EXERCISE BRIEF -
For the entries below, report every line that includes the word "selection".

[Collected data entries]
┌──

//! Genetic-algorithm search for low-cost Hamiltonian paths.
//!
//! Given a small weighted, undirected graph, evolves permutations of its
//! vertices toward a path whose summed edge weights are low:
//!
//! - **Graph**: [`graph::WeightedGraph`] — symmetric weights over any
//!   hashable vertex type, with path costing.
//! - **GA**: [`ga::GaRunner`] — population initialization, tournament
//!   selection, order-preserving segment crossover, boundary-swap mutation,
//!   elitism and convergence detection.
//!
//! The path is not closed back to its starting vertex. Results are
//! heuristic: the search may settle in a local minimum.
//!
//! # Example
//!
//! ```
//! use u_hampath::ga::{GaConfig, GaRunner};
//! use u_hampath::graph::WeightedGraph;
//!
//! let graph = WeightedGraph::from_edges([
//!     ('a', 'b', 4.0), ('a', 'c', 4.0), ('a', 'd', 7.0), ('a', 'e', 3.0),
//!     ('b', 'c', 2.0), ('b', 'd', 3.0), ('b', 'e', 5.0),
//!     ('c', 'd', 2.0), ('c', 'e', 3.0), ('d', 'e', 6.0),
//! ])?;
//!
//! let config = GaConfig::default()
//!     .with_generations(20)
//!     .with_population_size(7)
//!     .with_tournament_size(2)
//!     .with_mutation_rate(0.2)
//!     .with_elitism_rate(0.1)
//!     .with_seed(42);
//!
//! let result = GaRunner::optimize(&graph, &config)?;
//! assert!(result.best.is_permutation_of(graph.vertices()));
//! # Ok::<(), u_hampath::error::Error>(())
//! ```

pub mod error;
pub mod ga;
pub mod graph;

pub use error::{ConfigError, Error, GraphError, Result};
//! Random population initialization.

use super::types::{Genome, Population};
use crate::error::{ConfigError, Error, GraphError};
use crate::graph::Vertex;
use rand::seq::SliceRandom;
use rand::Rng;

/// Creates `population_size` independent uniform shuffles of `vertices`.
///
/// Genomes may repeat; no distinctness is enforced.
///
/// # Errors
///
/// - [`GraphError::Empty`] if `vertices` is empty
/// - [`ConfigError::ZeroPopulation`] if `population_size` is 0
pub fn make_population<V: Vertex, R: Rng>(
    vertices: &[V],
    population_size: usize,
    rng: &mut R,
) -> Result<Population<V>, Error> {
    if vertices.is_empty() {
        return Err(GraphError::Empty.into());
    }
    if population_size == 0 {
        return Err(ConfigError::ZeroPopulation.into());
    }

    Ok((0..population_size)
        .map(|_| {
            let mut alleles = vertices.to_vec();
            alleles.shuffle(rng);
            Genome::new(alleles)
        })
        .collect())
}
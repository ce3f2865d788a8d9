//! Genetic Algorithm for low-cost Hamiltonian paths.
//!
//! Genomes are permutations of the graph's vertices; fitness is the path
//! cost under the graph's edge weights (lower is better).
//!
//! # Key Types
//!
//! - [`GaConfig`]: Algorithm parameters (generations, population, rates)
//! - [`GaRunner`]: Executes the generational loop
//! - [`GaResult`]: Best genome observed, with run statistics
//! - [`Genome`] / [`Population`]: Candidate paths
//! - [`GenerationObserver`]: Per-generation progress callback
//!
//! # Operators
//!
//! - [`make_population`]: Uniform random shuffles of the vertex set
//! - [`fitness_of`] / [`fitness_of_all`]: Path-cost evaluation
//! - [`tournament_select`]: Tournament selection with replacement
//! - [`operators`]: Segment crossover and boundary-swap mutation
//!
//! # References
//!
//! - Holland (1975), *Adaptation in Natural and Artificial Systems*
//! - Goldberg (1989), *Genetic Algorithms in Search, Optimization, and Machine Learning*

mod config;
mod fitness;
mod observer;
pub mod operators;
mod population;
mod runner;
mod selection;
mod types;

pub use config::GaConfig;
#[cfg(feature = "parallel")]
pub use fitness::par_fitness_of_all;
pub use fitness::{fitness_of, fitness_of_all};
pub use observer::{GenerationEvent, GenerationObserver, NoopObserver};
pub use operators::{crossover, mutate};
pub use population::make_population;
pub use runner::{GaResult, GaRunner};
pub use selection::{tournament_index, tournament_select};
pub use types::{is_converged, Genome, Population};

└──

ANSWER SPACE -
//!   selection, order-preserving segment crossover, boundary-swap mutation,
//! - [`tournament_select`]: Tournament selection with replacement
mod selection;
pub use selection::{tournament_index, tournament_select};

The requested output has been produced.